Understanding Coronary Artery Disease
Artrya is not a healthcare provider. If you are experiencing chest pain, consult your physician or seek emergency care.
Technology helps us see what is around the corner.1
Advanced technology is changing the typical process of cardiac testing and assessment so people experiencing chest pain can be informed of their health status quicker.
Chest pain makes 6.5 million people go to the hospital each year and it is the most noted symptom of a heart attack.2 Yet, luckily, most ER visits for chest pain are not life-threatening.
It is a diagnostic and logistical challenge for physicians to quickly tell the difference between people presenting with benign chest pain and those needing hospitalization and treatment.
Using advanced technology to illustrate artery disease that could be indicative of a heart attack, physicians can make this assessment in minutes. For you, this means less time waiting around for answers on heart health, less time spent in the hospital and less money spent on tests.
We think change is overdue
Peace of mind
Presenting to the emergency room with chest pain is often an anxiety-inducing experience. Instead of systematically being admitted for observation, sent for many rudimentary tests or exposed to excessive radiation, physicians will conduct a cardiac CT scan. Physicians can then assess your individual risk level of negative outcomes from coronary artery disease. If low risk is shown, referral to your family physician will be recommended. If greater risk is shown, treatment will be offered to you. This is fast, convenient and meaningful heart care.
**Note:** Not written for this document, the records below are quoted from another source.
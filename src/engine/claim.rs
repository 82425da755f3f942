use chrono::Utc;
use rand::Rng;
use tracing::{info, warn};
use uuid::Uuid;

use crate::auth::ActingIdentity;
use crate::engine::lifecycle;
use crate::error::DispatchError;
use crate::models::assignment::{Assignment, AssignmentStatus};
use crate::models::order::OrderStatus;
use crate::push::event::PushEvent;
use crate::state::AppState;

/// Accepts an offer on behalf of a partner. At most one caller ever wins:
/// the Broadcasted -> Assigned flip happens under the assignment's entry
/// guard, so concurrent claims serialize on it and losers see the status
/// already moved.
pub fn accept_offer(
    state: &AppState,
    assignment_id: Uuid,
    identity: ActingIdentity,
) -> Result<Assignment, DispatchError> {
    if !identity.can_act_as_partner() {
        return Err(DispatchError::Unauthorized);
    }
    let partner_id = identity.id;

    let claimed = {
        let mut assignment = state
            .assignments
            .get_mut(&assignment_id)
            .ok_or_else(|| DispatchError::NotFound(format!("offer {assignment_id} not found")))?;

        if assignment.status != AssignmentStatus::Broadcasted {
            state
                .metrics
                .claims_total
                .with_label_values(&["lost"])
                .inc();
            return Err(DispatchError::AlreadyClaimed);
        }

        assignment.status = AssignmentStatus::Assigned;
        assignment.assigned_partner = Some(partner_id);
        assignment.assigned_at = Some(Utc::now());
        assignment.clone()
    };

    state.metrics.claims_total.with_label_values(&["won"]).inc();
    state.metrics.offers_open.dec();

    let otp = generate_otp(state.otp_length);
    let order = lifecycle::transition_with(
        state,
        claimed.order_id,
        OrderStatus::Confirmed,
        OrderStatus::OutForDelivery,
        |order| {
            order.assigned_partner = Some(partner_id);
            order.delivery_otp = Some(otp);
        },
    )?;

    let profile = state
        .partners
        .get(&partner_id)
        .map(|partner| partner.profile());

    match profile {
        Some(profile) => {
            let delivered = state.registry.send(
                order.customer_id,
                PushEvent::OrderAssigned {
                    order_id: order.id,
                    partner: profile,
                },
            );
            state.metrics.record_push("order-assigned", delivered);
        }
        None => warn!(partner_id = %partner_id, "claimed by unregistered partner"),
    }

    info!(
        assignment_id = %assignment_id,
        order_id = %order.id,
        partner_id = %partner_id,
        "offer claimed"
    );

    Ok(claimed)
}

/// Records a partner's decline. Monotonic set insert: repeated or racing
/// rejects from the same partner collapse to one membership.
pub fn reject_offer(
    state: &AppState,
    assignment_id: Uuid,
    identity: ActingIdentity,
) -> Result<(), DispatchError> {
    if !identity.can_act_as_partner() {
        return Err(DispatchError::Unauthorized);
    }

    let mut assignment = state
        .assignments
        .get_mut(&assignment_id)
        .ok_or_else(|| DispatchError::NotFound(format!("offer {assignment_id} not found")))?;

    assignment.rejected_by.insert(identity.id);

    info!(assignment_id = %assignment_id, partner_id = %identity.id, "offer rejected");
    Ok(())
}

/// Fixed-length numeric one-time code for the delivery handoff.
pub fn generate_otp(length: usize) -> String {
    let mut rng = rand::thread_rng();
    (0..length)
        .map(|_| char::from(b'0' + rng.gen_range(0..10u8)))
        .collect()
}

#[cfg(test)]
mod tests {
    use super::generate_otp;

    #[test]
    fn otp_is_fixed_length_numeric() {
        for _ in 0..32 {
            let otp = generate_otp(6);
            assert_eq!(otp.len(), 6);
            assert!(otp.chars().all(|c| c.is_ascii_digit()));
        }
    }
}
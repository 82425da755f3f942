mod api;
mod auth;
mod config;
mod engine;
mod error;
mod geo;
mod models;
mod observability;
mod push;
mod state;

use std::sync::Arc;

use tracing_subscriber::EnvFilter;

#[tokio::main]
async fn main() -> Result<(), error::DispatchError> {
    let config = config::Config::from_env()?;

    tracing_subscriber::fmt()
        .with_env_filter(EnvFilter::new(config.log_level.clone()))
        .with_target(false)
        .compact()
        .init();

    let (app_state, confirmed_rx) = state::AppState::new(&config);
    let shared_state = Arc::new(app_state);

    let app = api::rest::router(shared_state.clone());

    tokio::spawn(engine::broadcast::run_broadcast_worker(
        shared_state.clone(),
        confirmed_rx,
    ));

    let bind_addr = format!("0.0.0.0:{}", config.http_port);
    let listener = tokio::net::TcpListener::bind(&bind_addr)
        .await
        .map_err(|err| {
            error::DispatchError::Internal(format!("failed to bind {bind_addr}: {err}"))
        })?;

    tracing::info!(http_port = config.http_port, "http server started");

    axum::serve(listener, app)
        .with_graceful_shutdown(shutdown_signal())
        .await
        .map_err(|err| error::DispatchError::Internal(format!("server error: {err}")))?;

    Ok(())
}

async fn shutdown_signal() {
    if let Err(err) = tokio::signal::ctrl_c().await {
        tracing::error!(error = %err, "failed to listen for shutdown signal");
    }
}
use std::sync::atomic::{AtomicU64, Ordering};

use dashmap::DashMap;
use tokio::sync::mpsc;
use tracing::debug;
use uuid::Uuid;

use crate::push::event::PushEvent;

struct LiveConnection {
    session: u64,
    tx: mpsc::UnboundedSender<PushEvent>,
}

/// Process-wide registry of live push connections, keyed by entity id
/// (partner or customer). Purely ephemeral: nothing here survives a
/// restart, and nothing is queued for offline entities.
///
/// Last connect wins. Each connection gets a monotonically increasing
/// session token so a disconnect racing with a fresh connect cannot tear
/// down the newer handle.
#[derive(Default)]
pub struct ConnectionRegistry {
    connections: DashMap<Uuid, LiveConnection>,
    next_session: AtomicU64,
}

impl ConnectionRegistry {
    pub fn new() -> Self {
        Self::default()
    }

    /// Registers a fresh connection for `entity_id`, displacing any
    /// previous one. Returns the session token and the receive half.
    pub fn connect(&self, entity_id: Uuid) -> (u64, mpsc::UnboundedReceiver<PushEvent>) {
        let session = self.next_session.fetch_add(1, Ordering::Relaxed);
        let (tx, rx) = mpsc::unbounded_channel();
        self.connections
            .insert(entity_id, LiveConnection { session, tx });
        (session, rx)
    }

    /// Removes the connection only if `session` is still the current one.
    pub fn disconnect(&self, entity_id: Uuid, session: u64) {
        self.connections
            .remove_if(&entity_id, |_, conn| conn.session == session);
    }

    pub fn is_online(&self, entity_id: Uuid) -> bool {
        self.connections.contains_key(&entity_id)
    }

    pub fn online_count(&self) -> usize {
        self.connections.len()
    }

    /// Fire-and-forget delivery. Returns whether the event was handed to a
    /// live connection; a miss is normal (entity offline) and never an error.
    pub fn send(&self, entity_id: Uuid, event: PushEvent) -> bool {
        match self.connections.get(&entity_id) {
            Some(conn) => {
                let delivered = conn.tx.send(event).is_ok();
                if !delivered {
                    debug!(entity_id = %entity_id, "push dropped: receiver gone");
                }
                delivered
            }
            None => {
                debug!(entity_id = %entity_id, "push dropped: entity offline");
                false
            }
        }
    }
}

#[cfg(test)]
mod tests {
    use uuid::Uuid;

    use super::ConnectionRegistry;
    use crate::models::partner::GeoPoint;
    use crate::push::event::PushEvent;

    fn location_event() -> PushEvent {
        PushEvent::UpdatePartnerLocation {
            partner_id: Uuid::from_u128(7),
            order_id: Uuid::from_u128(8),
            location: GeoPoint {
                lat: 12.97,
                lng: 77.59,
            },
        }
    }

    #[tokio::test]
    async fn send_to_offline_entity_is_dropped() {
        let registry = ConnectionRegistry::new();
        assert!(!registry.send(Uuid::from_u128(1), location_event()));
    }

    #[tokio::test]
    async fn last_connect_wins() {
        let registry = ConnectionRegistry::new();
        let entity = Uuid::from_u128(1);

        let (_old_session, mut old_rx) = registry.connect(entity);
        let (_new_session, mut new_rx) = registry.connect(entity);

        assert!(registry.send(entity, location_event()));
        assert!(new_rx.try_recv().is_ok());
        assert!(old_rx.try_recv().is_err());
    }

    #[tokio::test]
    async fn stale_disconnect_does_not_remove_newer_connection() {
        let registry = ConnectionRegistry::new();
        let entity = Uuid::from_u128(1);

        let (old_session, _old_rx) = registry.connect(entity);
        let (_new_session, mut new_rx) = registry.connect(entity);

        registry.disconnect(entity, old_session);

        assert!(registry.is_online(entity));
        assert!(registry.send(entity, location_event()));
        assert!(new_rx.try_recv().is_ok());
    }

    #[tokio::test]
    async fn matching_disconnect_removes_connection() {
        let registry = ConnectionRegistry::new();
        let entity = Uuid::from_u128(1);

        let (session, _rx) = registry.connect(entity);
        registry.disconnect(entity, session);

        assert!(!registry.is_online(entity));
    }
}
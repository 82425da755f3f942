use std::env;

use crate::error::DispatchError;

#[derive(Debug, Clone)]
pub struct Config {
    pub http_port: u16,
    pub log_level: String,
    pub confirmed_queue_size: usize,
    pub event_buffer_size: usize,
    pub otp_length: usize,
    /// When set, offers are only shown to partners within this many km of
    /// the delivery address; unset means every online partner is eligible.
    pub broadcast_radius_km: Option<f64>,
}

impl Config {
    pub fn from_env() -> Result<Self, DispatchError> {
        let _ = dotenvy::dotenv();

        let broadcast_radius_km = match env::var("BROADCAST_RADIUS_KM") {
            Ok(raw) => Some(raw.parse::<f64>().map_err(|err| {
                DispatchError::Internal(format!("invalid BROADCAST_RADIUS_KM: {err}"))
            })?),
            Err(_) => None,
        };

        Ok(Self {
            http_port: parse_or_default("HTTP_PORT", 3000)?,
            log_level: env::var("LOG_LEVEL").unwrap_or_else(|_| "info".to_string()),
            confirmed_queue_size: parse_or_default("CONFIRMED_QUEUE_SIZE", 1024)?,
            event_buffer_size: parse_or_default("EVENT_BUFFER_SIZE", 1024)?,
            otp_length: parse_or_default("OTP_LENGTH", 6)?,
            broadcast_radius_km,
        })
    }
}

fn parse_or_default<T>(key: &str, default: T) -> Result<T, DispatchError>
where
    T: std::str::FromStr,
    T::Err: std::fmt::Display,
{
    match env::var(key) {
        Ok(raw) => raw
            .parse::<T>()
            .map_err(|err| DispatchError::Internal(format!("invalid {key}: {err}"))),
        Err(_) => Ok(default),
    }
}
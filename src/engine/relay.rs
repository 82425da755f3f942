use chrono::{DateTime, Utc};
use serde::{Deserialize, Serialize};
use tracing::debug;
use uuid::Uuid;

use crate::auth::ActingIdentity;
use crate::error::DispatchError;
use crate::models::order::OrderStatus;
use crate::models::partner::{GeoPoint, PartnerProfile};
use crate::push::event::PushEvent;
use crate::state::AppState;

/// One frame of the admin aggregation feed.
#[derive(Debug, Clone, Serialize, Deserialize)]
pub struct AdminLocationUpdate {
    pub partner_id: Uuid,
    pub order_id: Uuid,
    pub location: GeoPoint,
    pub active_deliveries: usize,
    pub at: DateTime<Utc>,
}

/// An admin's snapshot row: one in-flight delivery with its partner's last
/// known position.
#[derive(Debug, Clone, Serialize)]
pub struct ActiveDelivery {
    pub order_id: Uuid,
    pub batch_id: String,
    pub customer_id: Uuid,
    pub partner: PartnerProfile,
    pub location: GeoPoint,
}

/// Persists a partner's latest position (last write wins) and republishes
/// it to whoever is watching: the customer of the order this partner is
/// carrying, and the admin feed. Republishing never blocks or fails the
/// report.
pub fn report_location(
    state: &AppState,
    partner_id: Uuid,
    location: GeoPoint,
    identity: ActingIdentity,
) -> Result<(), DispatchError> {
    if !identity.can_act_as_partner() || (!identity.is_admin() && identity.id != partner_id) {
        return Err(DispatchError::Unauthorized);
    }

    {
        let mut partner = state
            .partners
            .get_mut(&partner_id)
            .ok_or_else(|| DispatchError::NotFound(format!("partner {partner_id} not found")))?;
        partner.location = location;
        partner.updated_at = Utc::now();
    }

    state
        .metrics
        .location_updates_total
        .with_label_values(&[&partner_id.to_string()])
        .inc();

    let active_deliveries = state
        .orders
        .iter()
        .filter(|entry| entry.status == OrderStatus::OutForDelivery)
        .count();

    let carrying = state
        .orders
        .iter()
        .find(|entry| {
            entry.status == OrderStatus::OutForDelivery
                && entry.assigned_partner == Some(partner_id)
        })
        .map(|entry| (entry.id, entry.customer_id));

    let Some((order_id, customer_id)) = carrying else {
        debug!(partner_id = %partner_id, "location stored; no active delivery to relay");
        return Ok(());
    };

    let delivered = state.registry.send(
        customer_id,
        PushEvent::UpdatePartnerLocation {
            partner_id,
            order_id,
            location,
        },
    );
    state.metrics.record_push("update-partner-location", delivered);

    let _ = state.admin_feed_tx.send(AdminLocationUpdate {
        partner_id,
        order_id,
        location,
        active_deliveries,
        at: Utc::now(),
    });

    Ok(())
}

/// All orders currently out for delivery, joined with their partner's
/// profile and last known position.
pub fn active_deliveries(state: &AppState) -> Vec<ActiveDelivery> {
    state
        .orders
        .iter()
        .filter(|entry| entry.status == OrderStatus::OutForDelivery)
        .filter_map(|entry| {
            let partner_id = entry.assigned_partner?;
            let partner = state.partners.get(&partner_id)?;
            Some(ActiveDelivery {
                order_id: entry.id,
                batch_id: entry.batch_id.clone(),
                customer_id: entry.customer_id,
                partner: partner.profile(),
                location: partner.location,
            })
        })
        .collect()
}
Let’s focus on what really matters
With advanced technology, physicians can visualize cardiac risk and create a tailored preventative therapy plan. This takes the guesswork out of trying to understand a complex and scary disease. Instead, this simple view of where disease is located and how much it has progressed within the artery, can help you share the decision-making with your physician on therapy, lifestyle and behavior adjustments required. Shared decision-making helps you take ownership of your future health.
Artrya provides tools to healthcare professionals only. Salix is used as an adjunctive tool and is not intended as a replacement for a health professional’s comprehensive review or their clinical judgment that considers other information from the CT images and the patient history.
- Brown JC, Gerhardt TE, Kwon E. Risk Factors For Coronary Artery Disease. 2021 Jun 5. In: StatPearls [Internet]. Treasure Island (FL): StatPearls Publishing; 2022 Jan–. PMID: 32119297.
- Gulati M, Levy PD, Mukherjee D, Amsterdam E, Bhatt DL, Birtcher KK, Blankstein R, Boyd J, Bullock-Palmer RP, Conejo T, Diercks DB, Gentile F, Greenwood JP, Hess EP, Hollenberg SM, Jaber WA, Jneid H, Joglar JA, Morrow DA, O'Connor RE, Ross MA, Shaw LJ. 2021 AHA/ACC/ASE/CHEST/SAEM/SCCT/SCMR Guideline for the Evaluation and Diagnosis of Chest Pain: A Report of the American College of Cardiology/American Heart Association Joint Committee on Clinical Practice Guidelines. Circulation. 2021;144(22):e368–e454. Study link. Published May 11, 2022.